**WORK TO COMPLETE**
What lines below mention the word "Decimal"? Copy each one.

[Source records]
++++

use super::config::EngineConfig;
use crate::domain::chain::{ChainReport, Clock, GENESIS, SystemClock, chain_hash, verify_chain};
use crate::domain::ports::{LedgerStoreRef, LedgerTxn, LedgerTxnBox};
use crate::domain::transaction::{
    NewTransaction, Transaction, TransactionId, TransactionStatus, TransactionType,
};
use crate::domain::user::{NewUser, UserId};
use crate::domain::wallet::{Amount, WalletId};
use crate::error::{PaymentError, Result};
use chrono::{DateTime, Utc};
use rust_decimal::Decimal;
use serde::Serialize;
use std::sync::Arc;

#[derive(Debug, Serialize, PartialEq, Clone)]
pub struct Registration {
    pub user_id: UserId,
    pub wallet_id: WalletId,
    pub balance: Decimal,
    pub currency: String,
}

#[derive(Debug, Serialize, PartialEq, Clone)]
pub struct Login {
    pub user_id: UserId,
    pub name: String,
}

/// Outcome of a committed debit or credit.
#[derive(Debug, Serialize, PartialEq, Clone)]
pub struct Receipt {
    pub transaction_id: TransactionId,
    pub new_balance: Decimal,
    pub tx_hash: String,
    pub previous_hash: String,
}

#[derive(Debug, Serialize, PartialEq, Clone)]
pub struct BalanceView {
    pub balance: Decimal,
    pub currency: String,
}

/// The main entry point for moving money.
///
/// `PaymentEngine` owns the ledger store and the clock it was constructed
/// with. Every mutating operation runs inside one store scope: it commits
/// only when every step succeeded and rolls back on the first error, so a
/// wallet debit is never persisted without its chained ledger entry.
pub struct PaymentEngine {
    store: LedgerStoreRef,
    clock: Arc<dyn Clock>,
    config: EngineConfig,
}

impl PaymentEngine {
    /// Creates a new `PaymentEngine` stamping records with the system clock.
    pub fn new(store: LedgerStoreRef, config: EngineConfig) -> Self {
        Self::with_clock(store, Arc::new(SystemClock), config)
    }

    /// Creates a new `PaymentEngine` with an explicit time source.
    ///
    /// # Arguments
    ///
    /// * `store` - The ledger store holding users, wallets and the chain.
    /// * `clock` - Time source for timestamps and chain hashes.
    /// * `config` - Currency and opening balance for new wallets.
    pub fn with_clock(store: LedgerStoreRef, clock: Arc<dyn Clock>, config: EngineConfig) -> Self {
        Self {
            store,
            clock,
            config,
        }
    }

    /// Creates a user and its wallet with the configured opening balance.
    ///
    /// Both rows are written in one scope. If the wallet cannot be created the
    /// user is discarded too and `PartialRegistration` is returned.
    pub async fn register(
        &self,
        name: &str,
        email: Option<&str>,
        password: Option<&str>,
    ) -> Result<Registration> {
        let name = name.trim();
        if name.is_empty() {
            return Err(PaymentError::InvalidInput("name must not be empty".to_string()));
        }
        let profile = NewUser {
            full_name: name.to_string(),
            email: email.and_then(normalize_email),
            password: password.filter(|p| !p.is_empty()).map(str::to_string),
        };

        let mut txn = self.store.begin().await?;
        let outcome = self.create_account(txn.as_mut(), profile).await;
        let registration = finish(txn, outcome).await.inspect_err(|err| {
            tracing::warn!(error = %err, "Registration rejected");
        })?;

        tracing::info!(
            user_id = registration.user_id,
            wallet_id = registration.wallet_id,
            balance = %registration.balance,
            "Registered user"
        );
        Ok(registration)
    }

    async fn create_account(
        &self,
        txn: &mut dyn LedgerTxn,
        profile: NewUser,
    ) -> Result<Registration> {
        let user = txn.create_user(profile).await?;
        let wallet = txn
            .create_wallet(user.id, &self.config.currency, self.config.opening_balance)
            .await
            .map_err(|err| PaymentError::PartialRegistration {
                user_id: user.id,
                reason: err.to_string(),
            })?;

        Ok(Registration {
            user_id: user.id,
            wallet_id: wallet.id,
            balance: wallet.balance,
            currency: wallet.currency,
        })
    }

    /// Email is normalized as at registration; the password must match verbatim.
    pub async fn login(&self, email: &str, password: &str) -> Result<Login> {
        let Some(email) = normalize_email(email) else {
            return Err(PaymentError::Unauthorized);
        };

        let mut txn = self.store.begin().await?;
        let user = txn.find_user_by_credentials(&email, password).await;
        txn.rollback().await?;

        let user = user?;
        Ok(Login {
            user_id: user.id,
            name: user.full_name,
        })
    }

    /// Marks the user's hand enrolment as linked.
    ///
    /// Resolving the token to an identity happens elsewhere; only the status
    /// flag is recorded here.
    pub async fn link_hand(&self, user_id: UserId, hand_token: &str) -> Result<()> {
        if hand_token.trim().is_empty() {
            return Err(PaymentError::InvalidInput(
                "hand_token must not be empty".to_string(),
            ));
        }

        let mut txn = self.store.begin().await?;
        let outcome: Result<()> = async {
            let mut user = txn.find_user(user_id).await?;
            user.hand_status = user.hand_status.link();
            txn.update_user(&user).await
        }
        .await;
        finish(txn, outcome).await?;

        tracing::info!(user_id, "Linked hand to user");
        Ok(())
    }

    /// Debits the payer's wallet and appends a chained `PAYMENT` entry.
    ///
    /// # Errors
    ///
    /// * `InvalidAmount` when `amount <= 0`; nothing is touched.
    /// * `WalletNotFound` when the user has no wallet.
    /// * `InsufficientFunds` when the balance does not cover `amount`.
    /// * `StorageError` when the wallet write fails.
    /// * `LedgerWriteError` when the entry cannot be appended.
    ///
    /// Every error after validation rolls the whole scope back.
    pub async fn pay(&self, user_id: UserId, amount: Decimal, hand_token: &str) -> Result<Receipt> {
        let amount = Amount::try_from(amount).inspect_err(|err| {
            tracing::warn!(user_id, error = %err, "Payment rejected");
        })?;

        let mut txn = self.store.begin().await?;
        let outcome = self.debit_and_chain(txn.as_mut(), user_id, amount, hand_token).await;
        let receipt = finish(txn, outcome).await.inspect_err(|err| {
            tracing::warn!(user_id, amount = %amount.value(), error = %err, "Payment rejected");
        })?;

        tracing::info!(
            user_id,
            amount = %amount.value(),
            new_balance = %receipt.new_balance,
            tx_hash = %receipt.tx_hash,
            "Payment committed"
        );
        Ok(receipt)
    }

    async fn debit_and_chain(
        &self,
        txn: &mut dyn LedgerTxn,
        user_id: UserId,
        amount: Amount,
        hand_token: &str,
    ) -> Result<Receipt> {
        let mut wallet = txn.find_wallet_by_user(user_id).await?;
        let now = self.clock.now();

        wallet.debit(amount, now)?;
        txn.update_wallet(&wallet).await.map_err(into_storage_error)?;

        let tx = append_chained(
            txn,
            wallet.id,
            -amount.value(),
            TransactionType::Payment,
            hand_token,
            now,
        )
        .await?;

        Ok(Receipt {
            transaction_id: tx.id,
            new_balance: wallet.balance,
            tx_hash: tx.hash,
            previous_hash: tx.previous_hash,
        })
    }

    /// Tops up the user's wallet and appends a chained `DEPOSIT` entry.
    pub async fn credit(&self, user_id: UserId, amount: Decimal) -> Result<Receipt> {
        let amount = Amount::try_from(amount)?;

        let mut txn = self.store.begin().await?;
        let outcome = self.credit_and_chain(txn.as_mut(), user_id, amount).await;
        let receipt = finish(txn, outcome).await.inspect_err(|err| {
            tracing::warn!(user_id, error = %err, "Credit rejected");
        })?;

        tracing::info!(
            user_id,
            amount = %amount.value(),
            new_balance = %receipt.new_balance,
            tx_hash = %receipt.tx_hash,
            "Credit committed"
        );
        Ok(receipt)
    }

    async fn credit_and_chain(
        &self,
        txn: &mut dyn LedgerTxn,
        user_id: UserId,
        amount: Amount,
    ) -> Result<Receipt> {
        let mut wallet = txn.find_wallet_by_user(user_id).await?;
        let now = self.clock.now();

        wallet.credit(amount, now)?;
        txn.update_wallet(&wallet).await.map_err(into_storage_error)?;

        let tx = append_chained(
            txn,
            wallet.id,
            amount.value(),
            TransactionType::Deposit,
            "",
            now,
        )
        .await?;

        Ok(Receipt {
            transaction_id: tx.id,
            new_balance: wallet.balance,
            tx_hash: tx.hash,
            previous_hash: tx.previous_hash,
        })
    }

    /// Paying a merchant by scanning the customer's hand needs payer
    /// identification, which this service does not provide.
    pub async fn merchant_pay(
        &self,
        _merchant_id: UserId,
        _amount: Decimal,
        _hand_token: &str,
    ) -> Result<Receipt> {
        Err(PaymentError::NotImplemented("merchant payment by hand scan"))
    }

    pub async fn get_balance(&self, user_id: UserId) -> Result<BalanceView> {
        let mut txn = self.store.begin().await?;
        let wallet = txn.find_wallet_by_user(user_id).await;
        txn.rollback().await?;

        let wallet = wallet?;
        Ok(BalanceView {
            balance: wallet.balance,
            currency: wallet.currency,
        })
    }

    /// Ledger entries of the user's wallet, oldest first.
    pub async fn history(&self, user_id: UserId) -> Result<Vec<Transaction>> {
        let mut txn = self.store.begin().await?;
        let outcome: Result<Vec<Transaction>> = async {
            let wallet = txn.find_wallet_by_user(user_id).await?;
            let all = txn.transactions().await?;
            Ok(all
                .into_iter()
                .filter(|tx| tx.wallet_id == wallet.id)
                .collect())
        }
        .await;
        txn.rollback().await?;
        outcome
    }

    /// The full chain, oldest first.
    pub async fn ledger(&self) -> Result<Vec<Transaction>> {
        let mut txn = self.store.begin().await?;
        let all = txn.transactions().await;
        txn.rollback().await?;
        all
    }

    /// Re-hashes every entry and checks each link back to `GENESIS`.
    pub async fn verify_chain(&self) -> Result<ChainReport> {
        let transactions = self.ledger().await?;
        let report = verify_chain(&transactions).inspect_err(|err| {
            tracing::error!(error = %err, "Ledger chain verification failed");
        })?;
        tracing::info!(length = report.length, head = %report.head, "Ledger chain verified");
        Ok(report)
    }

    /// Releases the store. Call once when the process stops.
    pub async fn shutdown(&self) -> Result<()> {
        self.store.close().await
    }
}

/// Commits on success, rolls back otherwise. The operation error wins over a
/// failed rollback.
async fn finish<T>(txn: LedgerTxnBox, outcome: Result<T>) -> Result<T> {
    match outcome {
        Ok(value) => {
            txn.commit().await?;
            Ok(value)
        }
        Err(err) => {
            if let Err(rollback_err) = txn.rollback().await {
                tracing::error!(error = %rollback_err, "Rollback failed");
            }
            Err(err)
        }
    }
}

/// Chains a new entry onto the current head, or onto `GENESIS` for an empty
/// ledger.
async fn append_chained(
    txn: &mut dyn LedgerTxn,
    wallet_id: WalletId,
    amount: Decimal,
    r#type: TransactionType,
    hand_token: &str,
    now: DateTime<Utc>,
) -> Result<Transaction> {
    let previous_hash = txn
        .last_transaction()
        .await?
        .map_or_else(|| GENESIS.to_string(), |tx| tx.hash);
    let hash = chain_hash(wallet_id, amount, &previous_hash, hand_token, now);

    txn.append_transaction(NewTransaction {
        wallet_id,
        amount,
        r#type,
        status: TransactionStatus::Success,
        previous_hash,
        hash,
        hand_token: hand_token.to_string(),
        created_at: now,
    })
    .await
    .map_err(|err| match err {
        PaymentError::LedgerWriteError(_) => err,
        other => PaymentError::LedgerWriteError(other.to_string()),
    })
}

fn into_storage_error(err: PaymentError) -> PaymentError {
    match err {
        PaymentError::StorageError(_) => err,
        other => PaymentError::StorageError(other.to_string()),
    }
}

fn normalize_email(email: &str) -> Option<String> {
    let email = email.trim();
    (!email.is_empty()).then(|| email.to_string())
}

++++

**RESPONSE**
use rust_decimal::Decimal;
    pub balance: Decimal,
    pub new_balance: Decimal,
    pub balance: Decimal,
    pub async fn pay(&self, user_id: UserId, amount: Decimal, hand_token: &str) -> Result<Receipt> {
    pub async fn credit(&self, user_id: UserId, amount: Decimal) -> Result<Receipt> {
        _amount: Decimal,
    amount: Decimal,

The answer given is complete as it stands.